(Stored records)
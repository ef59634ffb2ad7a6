// src/bot/flood.rs - Sliding-window flood detection

use std::collections::{HashMap, VecDeque};
use std::sync::Arc;
use tokio::sync::RwLock;

/// Send times remembered per user. Fixed regardless of the configured
/// flood limit, so bursts are judged against the whole retained window.
const WINDOW_CAPACITY: usize = 10;

/// Detects message flooding with a per-user sliding window of send times.
///
/// State is ephemeral and per (chat, user); restarting the engine clears
/// all windows.
pub struct FloodGuard {
    windows: Arc<RwLock<HashMap<(i64, i64), VecDeque<i64>>>>,
    limit: usize,
    window_seconds: i64,
}

impl FloodGuard {
    pub fn new(limit: usize, window_seconds: i64) -> Self {
        Self {
            windows: Arc::new(RwLock::new(HashMap::new())),
            limit,
            window_seconds,
        }
    }

    /// Record a message sent at `now` (unix seconds) and report whether it
    /// completes a flood: at least `limit` retained timestamps whose span
    /// is shorter than the window. The timestamp is recorded first, so a
    /// flooding message is itself part of the window that condemns it.
    pub async fn record(&self, chat_id: i64, user_id: i64, now: i64) -> bool {
        let mut windows = self.windows.write().await;
        let window = windows.entry((chat_id, user_id)).or_default();

        window.push_back(now);
        while window.len() > WINDOW_CAPACITY {
            window.pop_front();
        }

        if window.len() < self.limit {
            return false;
        }
        match (window.front(), window.back()) {
            (Some(first), Some(last)) => last - first < self.window_seconds,
            _ => false,
        }
    }
}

§ **What you need to do**
Going back over the entries above, copy word for word every line from the one that has "Sliding-window flood detection" on through the one that has "const WINDOW_CAPACITY: usize = 10;".

§ **Your solution**
// src/bot/flood.rs - Sliding-window flood detection

use std::collections::{HashMap, VecDeque};
use std::sync::Arc;
use tokio::sync::RwLock;

/// Send times remembered per user. Fixed regardless of the configured
/// flood limit, so bursts are judged against the whole retained window.
const WINDOW_CAPACITY: usize = 10;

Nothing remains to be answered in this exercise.